Knowledge-Grounded AI Agent for E-Commerce Analytics
This project demonstrates the AI Context Stack pattern from Google OKF + MCP: Explained The New "AI Context Stack" — combining two layers to build AI agents that produce accurate, real-time answers:
| Layer | Technology | Role |
|---|---|---|
| Knowledge Layer | OKF (Open Knowledge Format) | Tells the agent what things mean — metric definitions, table schemas, SQL formulas |
| Access Layer | MCP-style Tools | Lets the agent query live data — read-only SQL against the database |
| LLM | Google Gemini | Reasons over both layers to answer questions |
- Without OKF: The agent guesses what "weekly active users" means and writes incorrect SQL
- Without MCP: The agent knows the definition but can't fetch live data
- With both: The agent reads the exact metric definition from OKF, then queries the database using the correct formula
ai-context-stack-agent/
├── agent.py # Main agent (Gemini + OKF + tool calling)

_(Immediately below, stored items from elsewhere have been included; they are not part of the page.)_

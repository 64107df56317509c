use std::collections::HashMap;

use crate::domain::{
    ExclusiveConfirmation, Hackathon, HackathonId, Member, MemberId,
    MemberStatus, Person, Prize, Project, ProjectFilter, ProjectId,
    ProjectStore, ProjectStoreError,
};

/// In-memory project store. Every method runs under `&mut self` or `&self`,
/// so multi-row writes are atomic with respect to the surrounding lock.
#[derive(Default)]
pub struct HashmapProjectStore {
    hackathons: HashMap<HackathonId, Hackathon>,
    projects: Vec<Project>,
    members: Vec<Member>,
    prizes: Vec<Prize>,
}

impl HashmapProjectStore {
    fn project(&self, project_id: &ProjectId) -> Option<&Project> {
        self.projects.iter().find(|p| &p.id == project_id)
    }

    fn has_prize(&self, project_id: &ProjectId) -> bool {
        self.prizes.iter().any(|p| &p.project_id == project_id)
    }

    fn in_hackathon(&self, member: &Member, hackathon_id: &HackathonId) -> bool {
        self.project(&member.project_id)
            .is_some_and(|p| &p.hackathon_id == hackathon_id)
    }
}

#[async_trait::async_trait]
impl ProjectStore for HashmapProjectStore {
    async fn add_hackathon(
        &mut self,
        hackathon: &Hackathon,
    ) -> Result<(), ProjectStoreError> {
        self.hackathons
            .insert(hackathon.id.clone(), hackathon.clone());
        Ok(())
    }

    async fn get_hackathon(
        &self,
        hackathon_id: &HackathonId,
    ) -> Result<Hackathon, ProjectStoreError> {
        self.hackathons
            .get(hackathon_id)
            .cloned()
            .ok_or(ProjectStoreError::HackathonIDNotFound)
    }

    async fn add_project(
        &mut self,
        project: &Project,
        creator: Option<&Member>,
    ) -> Result<(), ProjectStoreError> {
        if !self.hackathons.contains_key(&project.hackathon_id) {
            return Err(ProjectStoreError::HackathonIDNotFound);
        }
        if self.project(&project.id).is_some() {
            return Err(ProjectStoreError::ProjectIDExists);
        }
        if let Some(member) = creator {
            if self.members.iter().any(|m| m.id == member.id) {
                return Err(ProjectStoreError::MemberIDExists);
            }
        }

        self.projects.push(project.clone());
        if let Some(member) = creator {
            self.members.push(member.clone());
        }
        Ok(())
    }

    async fn get_project(
        &self,
        project_id: &ProjectId,
    ) -> Result<Project, ProjectStoreError> {
        self.project(project_id)
            .cloned()
            .ok_or(ProjectStoreError::ProjectIDNotFound)
    }

    async fn update_project(
        &mut self,
        project: &Project,
    ) -> Result<(), ProjectStoreError> {
        let existing = self
            .projects
            .iter_mut()
            .find(|p| p.id == project.id)
            .ok_or(ProjectStoreError::ProjectIDNotFound)?;
        *existing = project.clone();
        Ok(())
    }

    async fn get_confirmed_projects(
        &self,
        hackathon_id: &HackathonId,
        person: &Person,
    ) -> Result<Vec<Project>, ProjectStoreError> {
        Ok(self
            .projects
            .iter()
            .filter(|p| &p.hackathon_id == hackathon_id)
            .filter(|p| {
                self.members.iter().any(|m| {
                    m.project_id == p.id
                        && m.status == MemberStatus::Confirmed
                        && person.matches(m)
                })
            })
            .cloned()
            .collect())
    }

    async fn search_projects(
        &self,
        filter: &ProjectFilter,
        limit: i64,
        offset: i64,
    ) -> Result<(Vec<Project>, i64), ProjectStoreError> {
        let matching: Vec<&Project> = self
            .projects
            .iter()
            .rev()
            .filter(|p| filter.matches(p, self.has_prize(&p.id)))
            .collect();

        let total = matching.len() as i64;
        let page = matching
            .into_iter()
            .skip(offset.max(0) as usize)
            .take(limit.max(0) as usize)
            .cloned()
            .collect();
        Ok((page, total))
    }

    async fn add_prize(&mut self, prize: &Prize) -> Result<(), ProjectStoreError> {
        if self.project(&prize.project_id).is_none() {
            return Err(ProjectStoreError::ProjectIDNotFound);
        }
        self.prizes.push(prize.clone());
        Ok(())
    }

    async fn get_prizes(
        &self,
        project_id: &ProjectId,
    ) -> Result<Vec<Prize>, ProjectStoreError> {
        Ok(self
            .prizes
            .iter()
            .filter(|p| &p.project_id == project_id)
            .cloned()
            .collect())
    }

    async fn add_member(
        &mut self,
        member: &Member,
    ) -> Result<(), ProjectStoreError> {
        if self.project(&member.project_id).is_none() {
            return Err(ProjectStoreError::ProjectIDNotFound);
        }
        if self.members.iter().any(|m| m.id == member.id) {
            return Err(ProjectStoreError::MemberIDExists);
        }
        self.members.push(member.clone());
        Ok(())
    }

    async fn get_member(
        &self,
        member_id: &MemberId,
    ) -> Result<Member, ProjectStoreError> {
        self.members
            .iter()
            .find(|m| &m.id == member_id)
            .cloned()
            .ok_or(ProjectStoreError::MemberIDNotFound)
    }

    async fn get_members(
        &self,
        project_id: &ProjectId,
    ) -> Result<Vec<Member>, ProjectStoreError> {
        Ok(self
            .members
            .iter()
            .filter(|m| &m.project_id == project_id)
            .cloned()
            .collect())
    }

    async fn find_member(
        &self,
        project_id: &ProjectId,
        person: &Person,
    ) -> Result<Option<Member>, ProjectStoreError> {
        Ok(person
            .find_in(self.members.iter().filter(|m| &m.project_id == project_id))
            .cloned())
    }

    async fn update_member_status(
        &mut self,
        member: &Member,
        exclusive: Option<ExclusiveConfirmation<'_>>,
    ) -> Result<u64, ProjectStoreError> {
        if !self.members.iter().any(|m| m.id == member.id) {
            return Err(ProjectStoreError::MemberIDNotFound);
        }

        let mut demoted = 0;
        if let Some(scope) = exclusive {
            let siblings: Vec<MemberId> = self
                .members
                .iter()
                .filter(|m| {
                    m.id != member.id
                        && m.project_id != member.project_id
                        && m.status == MemberStatus::Confirmed
                        && scope.person.matches(m)
                        && self.in_hackathon(m, scope.hackathon_id)
                })
                .map(|m| m.id.clone())
                .collect();

            for m in self.members.iter_mut() {
                if siblings.contains(&m.id) {
                    m.status = MemberStatus::Removed;
                    demoted += 1;
                }
            }
        }

        if let Some(existing) =
            self.members.iter_mut().find(|m| m.id == member.id)
        {
            existing.user_id = member.user_id.clone();
            existing.email = member.email.clone();
            existing.status = member.status;
        }
        Ok(demoted)
    }

    async fn update_member_role(
        &mut self,
        member_id: &MemberId,
        role: &str,
    ) -> Result<(), ProjectStoreError> {
        let member = self
            .members
            .iter_mut()
            .find(|m| &m.id == member_id)
            .ok_or(ProjectStoreError::MemberIDNotFound)?;
        member.role = role.to_owned();
        Ok(())
    }
}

├── mcp_server.py # FastMCP server with database query tools
├── seed_db.py # Seeds SQLite with sample e-commerce data
├── requirements.txt
└── knowledge/ # OKF Knowledge Bundle
├── index.md
├── datasets/
│ └── ecommerce_db.md
├── tables/
│ ├── orders.md
│ └── customers.md
└── metrics/
├── weekly_active_users.md
└── monthly_revenue.md
# 1. Install dependencies
pip install -r requirements.txt
# 2. Seed the database
python seed_db.py
# 3. Set your Gemini API key
export GOOGLE_API_KEY=your-api-key # Get one at https://aistudio.google.com/apikey
# 4. Run the agent
python agent.pyYou: What are our weekly active users?
Agent: There are 15 weekly active users right now.
You: Show me the monthly revenue trend
Agent: Here is the monthly revenue trend:
- 2026-04: $5,499.01 (36 orders)
- 2026-05: $9,332.38 (65 orders)
- 2026-06: $6,596.61 (52 orders)
- 2026-07: $1,901.67 (16 orders)
- OKF Knowledge Bundle is loaded at startup — Markdown files with YAML frontmatter define every table schema, metric formula, and business concept
- When you ask a question, the agent consults the relevant OKF concept document to understand the exact definition
- Gemini's function calling invokes the database tools with the correct SQL from the OKF definition
- The agent presents results grounded in the OKF definition — no hallucinated metric formulas
Each concept is a Markdown file with YAML frontmatter following the OKF v0.1 spec:
---
type: Metric
title: Weekly Active Users (WAU)
description: Count of unique customers who placed at least one completed order in the last 7 days.
tags: [metric, engagement, users]
---
# Definition
Weekly Active Users (WAU) is the count of unique customers...
# SQL
SELECT COUNT(DISTINCT customer_id) AS weekly_active_users
FROM orders
WHERE status = 'completed'
AND order_date >= date('now', '-7 days');- Google Gemini 2.5 Flash — LLM with native function calling
- google-genai — Google's Python SDK for Gemini
- FastMCP — MCP server framework (standalone server included)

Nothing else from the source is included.